Señores: ¡Qué grande y fecunda es vuestra misión si la consideráis bajo esta luz! ¡Qué animosos debéis sentiros al pensar que cerca de vosotros, guiando vuestra mano, se encuentra la del mismo Dios, que os hace sus preciosos colaboradores en la prolongación de la vida humana!

Un ojo superficial sólo podría ver en vuestro trabajo un conjunto de factores puramente técnicos, una simple confrontación de datos anatómicos. El ojo del creyente, por el contrario, sabe descubrir todo su valor moral y religioso.

Efectivamente, la fe permite medir exactamente la ciencia humana, sus grandezas y límites. Al mismo tiempo demuestra cuán hermosos son los esfuerzos del investigador por la conquista de la verdad y la humilde actitud, que debe ser la suya, frente a la inmensidad de Dios. Vuestro elocuente intérprete lo decía hace un momento en términos tan conmovedores. "El científico —decía— sabe que sus conquistas, por grandes que sean, no son más que briznas de verdad, minúsculos fragmentos en un mosaico de infinita grandeza".  Este es el lenguaje humilde y verdadero del sabio. Así pensaba también, como sabemos, un eminente cardiólogo, que hubiera sido uno de los vuestros hoy, si la muerte no le hubiese arrebatado hace muy poco; el profesor Charles Laubry, a quien recomiendan sus altas cualidades morales no menos que su competencia profesional y cuya figura nos sentimos dichosos de evocar de pasada.

Si la fe coloca al sabio en su verdadero lugar delante de Dios, también le descubre la imagen de Dios en sus hermanos y transforma por esta nueva perspectiva todas sus relaciones con ellos. ¡Qué decir si se trata de hermanos pacientes y de una profesión que, como la vuestra, está consagrada enteramente a ellos! El médico es el buen samaritano del Evangelio, solícito sobre todo de vendar las heridas, de aliviar el dolor, de consolar y tranquilizar. Y ¿cómo olvidar que en el hombre, a quien prodigáis vuestros cuidados, servís a Cristo?, a Cristo que os dirá un día —el Evangelio os lo garantiza— la palabra de inefable consuelo: "Estuve enfermo y me visitasteis".
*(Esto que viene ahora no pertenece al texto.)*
use std::io::{self, Read};

use tokio::io::{AsyncBufReadExt, AsyncWriteExt, BufReader};
use tokio::sync::mpsc;
use tracing::{debug, warn};

use super::{AddArgs, GlobalArgs};
use crate::collection::{parse_event, run, NoteCollection, NoteEvent, UiCommand};
use crate::config::StickiesConfig;
use crate::entity::Note;
use crate::error::Result;
use crate::notices::{format_notice, Notice};
use crate::storage::{self, NoteStore, StorageLocation};

fn config_from(global: &GlobalArgs) -> StickiesConfig {
    StickiesConfig::with_overrides(
        global.dir.clone(),
        global.fallback_dir.clone(),
        global.debounce_ms,
    )
}

fn resolve_location(config: &StickiesConfig) -> Result<StorageLocation> {
    storage::resolve(&config.notes_dir, &config.fallback_dir)
}

fn print_notices<'a>(notices: impl IntoIterator<Item = &'a Notice>) {
    for notice in notices {
        eprintln!("{}", format_notice(notice));
    }
}

fn summary_line(index: usize, note: &Note) -> String {
    let first_line = note.text.lines().next().unwrap_or("");
    format!(
        "{:>3}. ({}, {}) {}x{} {} {:>3}%  {}",
        index + 1,
        note.x,
        note.y,
        note.width,
        note.height,
        note.background,
        (note.opacity * 100.0).round() as i64,
        first_line
    )
}

pub fn handle_run(global: &GlobalArgs) -> Result<()> {
    let config = config_from(global);
    let location = resolve_location(&config)?;
    let store = NoteStore::new(&location);

    let runtime = tokio::runtime::Builder::new_current_thread()
        .enable_all()
        .build()?;

    let exit = runtime.block_on(async move {
        let (mut collection, restore_notices) =
            NoteCollection::initialize(store, config.save_delay());

        let (event_tx, event_rx) = mpsc::unbounded_channel();
        let (ui_tx, ui_rx) = mpsc::unbounded_channel();

        tokio::spawn(read_events(event_tx.clone()));
        tokio::spawn(quit_on_interrupt(event_tx));
        let writer = tokio::spawn(write_commands(ui_rx));

        // Restore problems are reported while starting up, the storage
        // warning after the restored notes are shown.
        for notice in &restore_notices {
            let _ = ui_tx.send(UiCommand::notify(notice));
        }

        let startup: Vec<Notice> = location.warning.iter().cloned().collect();
        let exit = run(&mut collection, event_rx, ui_tx, &startup).await;
        match writer.await {
            Ok(Err(e)) => warn!(error = %e, "failed to write ui commands"),
            Err(e) => warn!(error = %e, "ui writer task failed"),
            Ok(Ok(())) => {}
        }
        exit
    });

    // The stdin reader may still be blocked on a read; don't wait for it.
    runtime.shutdown_background();

    debug!(?exit, "stickies finished");
    Ok(())
}

async fn read_events(events: mpsc::UnboundedSender<NoteEvent>) {
    let mut lines = BufReader::new(tokio::io::stdin()).lines();
    loop {
        let line = match lines.next_line().await {
            Ok(Some(line)) => line,
            Ok(None) => break,
            Err(e) => {
                warn!(error = %e, "failed to read stdin");
                break;
            }
        };
        let line = line.trim();
        if line.is_empty() {
            continue;
        }
        match parse_event(line) {
            Ok(event) => {
                if events.send(event).is_err() {
                    return;
                }
            }
            Err(e) => warn!(error = %e, "skipping malformed event"),
        }
    }
    // stdin closed: the UI is gone.
    let _ = events.send(NoteEvent::Quit);
}

async fn quit_on_interrupt(events: mpsc::UnboundedSender<NoteEvent>) {
    if tokio::signal::ctrl_c().await.is_ok() {
        let _ = events.send(NoteEvent::Quit);
    }
}

async fn write_commands(mut commands: mpsc::UnboundedReceiver<UiCommand>) -> Result<()> {
    let mut stdout = tokio::io::stdout();
    while let Some(command) = commands.recv().await {
        let mut line = serde_json::to_string(&command)?;
        line.push('\n');
        stdout.write_all(line.as_bytes()).await?;
        stdout.flush().await?;
    }
    Ok(())
}

pub fn handle_list(global: &GlobalArgs, json: bool) -> Result<()> {
    let location = resolve_location(&config_from(global))?;
    let restored = NoteStore::new(&location).restore();
    print_notices(restored.notices.iter().chain(location.warning.iter()));

    if json {
        println!("{}", serde_json::to_string_pretty(&restored.notes)?);
    } else if restored.notes.is_empty() {
        println!("No notes.");
    } else {
        for (index, note) in restored.notes.iter().enumerate() {
            println!("{}", summary_line(index, note));
        }
    }

    Ok(())
}

pub fn handle_add(global: &GlobalArgs, args: AddArgs) -> Result<()> {
    let location = resolve_location(&config_from(global))?;
    let store = NoteStore::new(&location);
    let restored = store.restore();
    print_notices(restored.notices.iter().chain(location.warning.iter()));

    let mut note = Note::spawn_default();
    if args.stdin {
        let mut text = String::new();
        io::stdin().read_to_string(&mut text)?;
        note.text = text;
    } else if let Some(text) = args.text {
        note.text = text;
    }
    if let Some(bg) = args.bg {
        note.background = bg;
    }
    if let Some(opacity) = args.opacity {
        note.opacity = opacity;
    }
    note.x = args.x.unwrap_or(note.x);
    note.y = args.y.unwrap_or(note.y);
    note.width = args.width.unwrap_or(note.width);
    note.height = args.height.unwrap_or(note.height);
    let note = note.normalized();

    let mut notes = restored.notes;
    notes.push(note.clone());
    store.save(&notes)?;

    if args.json {
        println!("{}", serde_json::to_string_pretty(&note)?);
    } else {
        println!("Added {}", summary_line(notes.len() - 1, &note));
    }

    Ok(())
}

pub fn handle_path(global: &GlobalArgs, json: bool) -> Result<()> {
    let location = resolve_location(&config_from(global))?;
    let store = NoteStore::new(&location);

    if json {
        let value = serde_json::json!({
            "dir": location.dir,
            "notes": store.path(),
            "backup": store.backup_path(),
            "fallback": location.is_fallback(),
        });
        println!("{}", serde_json::to_string_pretty(&value)?);
    } else {
        println!("dir:    {}", location.dir.display());
        println!("notes:  {}", store.path().display());
        println!("backup: {}", store.backup_path().display());
    }
    print_notices(location.warning.iter());

    Ok(())
}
Continuad, señores, vuestra hermosa y generosa misión al servicio de la humanidad doliente, Que sepáis unir al rigor profesional, puesto al servicio del progreso de la ciencia, la estima y el creciente amor a los hombres que se benefician de ella y que esperan de vosotros, con tanta ansiedad a veces, el alivio de sus males.

En cuanto a Nos, estad seguros de que seguimos con particularísimo interés vuestras personas y trabajos y que hemos sentido una gratísima alegría al acogeros hoy en nuestra casa donde siempre seréis bienvenidos. En prenda de las gracias que invocamos sobre la feliz continuación de vuestra hermosa tarea, impartimos a todos vosotros de todo corazón, así corno a vuestras familias, a vuestros colaboradores, alumnos y enfermos, una paternalísima Bendición Apostólica.


* AAS 52 (1960) 824-827; Discorsi, messaggi, colloqui, vol. II, págs. 483-486.